Scientists now believe and are confident that the advanced scientific knowledge today, particularly that of genome sequencing and gene splicing, will make it possible to “genetically resurrect” an extinct species.
A new company ‘Colossal’ has been recently been set up with precisely this purpose alone. With $15 million funding, the project is headed by a Harvard University Genetics professor George Church. The Professor has already made headlines around the world for his renowned and seminal work in the field of genome sequencing and gene splicing.
Church is hopeful that with their expertise and the generous funding now at their disposal, they would be able to turn the clock back 10,000 years so that “woolly mammoths can walk the Arctic tundra once again”.
He and other researchers also hope that a revived species can play a vital role in combating climate change.
Colossal says: “We are working towards bringing back species who left an ecological void as they went extinct,” As we actively pursue the conservation and preservation of endangered species, we are identifying species that can be given a new set of tools from their extinct relatives to survive in new environments that desperately need them.”
Church is hopeful that with their expertise and the generous funding now at their disposal, they would be able to turn the clock back 10,000 years so that “woolly mammoths can walk the Arctic tundra once again”.
The company intends to use a gene-editing tool, CRISPR-Cas9 to actually create a hybrid specie. Spliced bits of DNA recovered from frozen mammoth specimens would be implanted into the DNA of an Asian elephant, the mammoth’s closest living relative.
This would presumably result in the Asian elephant giving birth to a hybrid. The resulting animal — known as a “mammophant” — would look, and presumably behave, much like a woolly mammoth.
Mammoths once played a vital role in maintaining the Earth’s ecological balance and harmony. In their time, the massive animals would scrape away top layers of artic ice, so that cold air could reach the soil and preserve the permafrost, a thick subsurface layer of soil that remains below freezing point throughout the year, occurring chiefly in polar regions.
With the mammoths gone, the permafrost began to gradually get warmer and warmer, releasing greenhouses gases into the atmosphere.
Prof Church and his colleagues believe that by reintroducing the woolly mammoths – more than 10 feet in height at the shoulder and weighed as much as 15 tonnes – this ‘ecological aberration’ could be restored.
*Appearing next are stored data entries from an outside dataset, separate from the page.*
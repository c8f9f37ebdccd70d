use chrono::{DateTime, NaiveDate};
use chrono_tz::Tz;
use std::collections::HashSet;
use std::time::Duration;

/// Daily action quota for one kind of action (posts or comments).
#[derive(Debug, Clone, Copy, PartialEq, Eq)]
pub struct Quota {
    /// Target floor; below it the gate speeds up to catch up before midnight.
    pub min_daily: u32,
    pub max_daily: u32,
    /// Configured spacing between actions.
    pub min_interval: Duration,
}

#[derive(Debug, Clone, PartialEq, Eq)]
pub struct RateGateState {
    pub daily_count: u32,
    pub reset_date: NaiveDate,
    pub last_action: Option<DateTime<Tz>>,
    seen: HashSet<String>,
}

impl RateGateState {
    pub fn new(today: NaiveDate) -> Self {
        Self {
            daily_count: 0,
            reset_date: today,
            last_action: None,
            seen: HashSet::new(),
        }
    }

    /// Zero the counter once the local date moves past `reset_date`.
    /// Returns true when a reset happened.
    pub fn reset_if_new_day(&mut self, now: &DateTime<Tz>) -> bool {
        let today = now.date_naive();
        if today == self.reset_date {
            return false;
        }
        self.daily_count = 0;
        self.reset_date = today;
        true
    }

    pub fn can_act(&self, quota: &Quota) -> bool {
        self.daily_count < quota.max_daily
    }

    pub fn record_action(&mut self, now: DateTime<Tz>) {
        self.daily_count = self.daily_count.saturating_add(1);
        self.last_action = Some(now);
    }

    pub fn acted_today(&self) -> bool {
        self.daily_count > 0
    }

    /// True when no action has happened yet or at least `spacing` has passed since the last.
    pub fn is_spaced(&self, now: &DateTime<Tz>, spacing: Duration) -> bool {
        match self.last_action {
            None => true,
            Some(last) => {
                let elapsed = (*now - last).to_std().unwrap_or(Duration::ZERO);
                elapsed >= spacing
            }
        }
    }

    /// Wait before the next action.
    ///
    /// Below `min_daily` with time left today, the adaptive interval is
    /// `seconds_remaining_today / actions_still_needed`, and the result is the *smaller* of
    /// that and `quota.min_interval`. It can only shorten the wait, never lengthen it.
    pub fn next_action_delay(&self, quota: &Quota, seconds_remaining_today: u64) -> Duration {
        if self.daily_count >= quota.min_daily || seconds_remaining_today == 0 {
            return quota.min_interval;
        }
        let still_needed = u64::from(quota.min_daily - self.daily_count);
        let adaptive = Duration::from_secs(seconds_remaining_today / still_needed);
        quota.min_interval.min(adaptive)
    }

    /// Whether the configured delay has elapsed since the last action.
    pub fn delay_elapsed(
        &self,
        quota: &Quota,
        now: &DateTime<Tz>,
        seconds_remaining_today: u64,
    ) -> bool {
        self.is_spaced(now, self.next_action_delay(quota, seconds_remaining_today))
    }

    pub fn has_seen(&self, item_id: &str) -> bool {
        self.seen.contains(item_id)
    }

    /// Returns true if the id was not seen before.
    pub fn mark_seen(&mut self, item_id: &str) -> bool {
        self.seen.insert(item_id.to_string())
    }

    pub fn summary(&self, quota: &Quota) -> String {
        format!(
            "{}/{} today (floor {}), {} seen",
            self.daily_count,
            quota.max_daily,
            quota.min_daily,
            self.seen.len()
        )
    }
}

#[cfg(test)]
mod tests {
    use super::*;
    use chrono::TimeZone;
    use chrono_tz::America::New_York;

    fn at(d: u32, h: u32, m: u32) -> DateTime<Tz> {
        New_York
            .with_ymd_and_hms(2026, 5, d, h, m, 0)
            .single()
            .expect("valid")
    }

    fn quota() -> Quota {
        Quota {
            min_daily: 20,
            max_daily: 30,
            min_interval: Duration::from_secs(600),
        }
    }

    #[test]
    fn resets_only_on_new_date() {
        let mut state = RateGateState::new(at(4, 9, 0).date_naive());
        state.daily_count = 5;

        assert!(!state.reset_if_new_day(&at(4, 23, 59)));
        assert_eq!(state.daily_count, 5);

        assert!(state.reset_if_new_day(&at(5, 0, 1)));
        assert_eq!(state.daily_count, 0);
        assert_eq!(state.reset_date, at(5, 0, 1).date_naive());
    }

    #[test]
    fn max_daily_blocks() {
        let mut state = RateGateState::new(at(4, 9, 0).date_naive());
        let quota = Quota {
            max_daily: 2,
            ..quota()
        };
        state.record_action(at(4, 9, 0));
        assert!(state.can_act(&quota));
        state.record_action(at(4, 10, 0));
        assert!(!state.can_act(&quota));
        assert_eq!(state.last_action, Some(at(4, 10, 0)));
    }

    #[test]
    fn mark_seen_is_idempotent() {
        let mut once = RateGateState::new(at(4, 9, 0).date_naive());
        assert!(once.mark_seen("x"));

        let mut twice = once.clone();
        assert!(!twice.mark_seen("x"));
        assert_eq!(once, twice);
        assert!(twice.has_seen("x"));
        assert!(!twice.has_seen("y"));
    }

    #[test]
    fn adaptive_interval_never_exceeds_configured() {
        let mut state = RateGateState::new(at(4, 9, 0).date_naive());
        state.daily_count = 10;
        assert_eq!(
            state.next_action_delay(&quota(), 36_000),
            Duration::from_secs(600)
        );
    }

    #[test]
    fn adaptive_interval_speeds_up_late_in_day() {
        let mut state = RateGateState::new(at(4, 9, 0).date_naive());
        state.daily_count = 10;
        // 3000s left, 10 still needed -> 300s
        assert_eq!(
            state.next_action_delay(&quota(), 3_000),
            Duration::from_secs(300)
        );
    }

    #[test]
    fn floor_met_uses_configured_interval() {
        let mut state = RateGateState::new(at(4, 9, 0).date_naive());
        state.daily_count = 20;
        assert_eq!(state.next_action_delay(&quota(), 60), Duration::from_secs(600));
    }

    #[test]
    fn spacing_since_last_action() {
        let mut state = RateGateState::new(at(4, 9, 0).date_naive());
        assert!(state.is_spaced(&at(4, 9, 0), Duration::from_secs(3600)));
        state.record_action(at(4, 9, 0));
        assert!(!state.is_spaced(&at(4, 9, 59), Duration::from_secs(3600)));
        assert!(state.is_spaced(&at(4, 10, 0), Duration::from_secs(3600)));
    }
}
“With the reintroduction of the woolly mammoth … we believe our work will restore this degraded ecosystem to a richer one, similar to the tundra that existed as recently as 10,000 years ago,” the company says.
However, despite Prof Church’s upbeat hype and confidence in his theories, there is still a lot of skepticism to his project.
Joseph Frederickson, a vertebrate paleontologist and director of the Weis Earth Science Museum in Menasha, Wisconsin, USA, thinks people should use their advanced knowledge to save animals from extinction rather than resurrect extinct creatures.
“If you can create a mammoth or at least an elephant that looks like a good copy of a mammoth that could survive in Siberia, you could do quite a bit for the white rhino or the giant panda,” he says.
Another scientist Beth Shapiro, paleogeneticist at the University of California, Santa Cruz and author of How to Clone a Mammoth: The Science of De-Extinction, says It’s never going to be possible to create a species that is 100% identical. But what if we could use this technology not to bring back mammoths but to save elephants?”
Stockholm-based Centre for Palaeogenetics Evolutionary Genetics Professor Love Dalén says “I personally do not think that this will have any measurable impact, on the rate of climate change in the future, even if it were to succeed,”
In another sense, there’s the question of how mammoths might fit in. Matthew Cobb, zoology professor at the University of Manchester, says”What will happen when the elephant-mammoth hybrid is born? How will it be greeted by elephants?”
So it is clear then that the ‘de-extinction’ of mammoths does raise many ethical issues. Most importantly, whether men should play God and tamper with creation, past or present?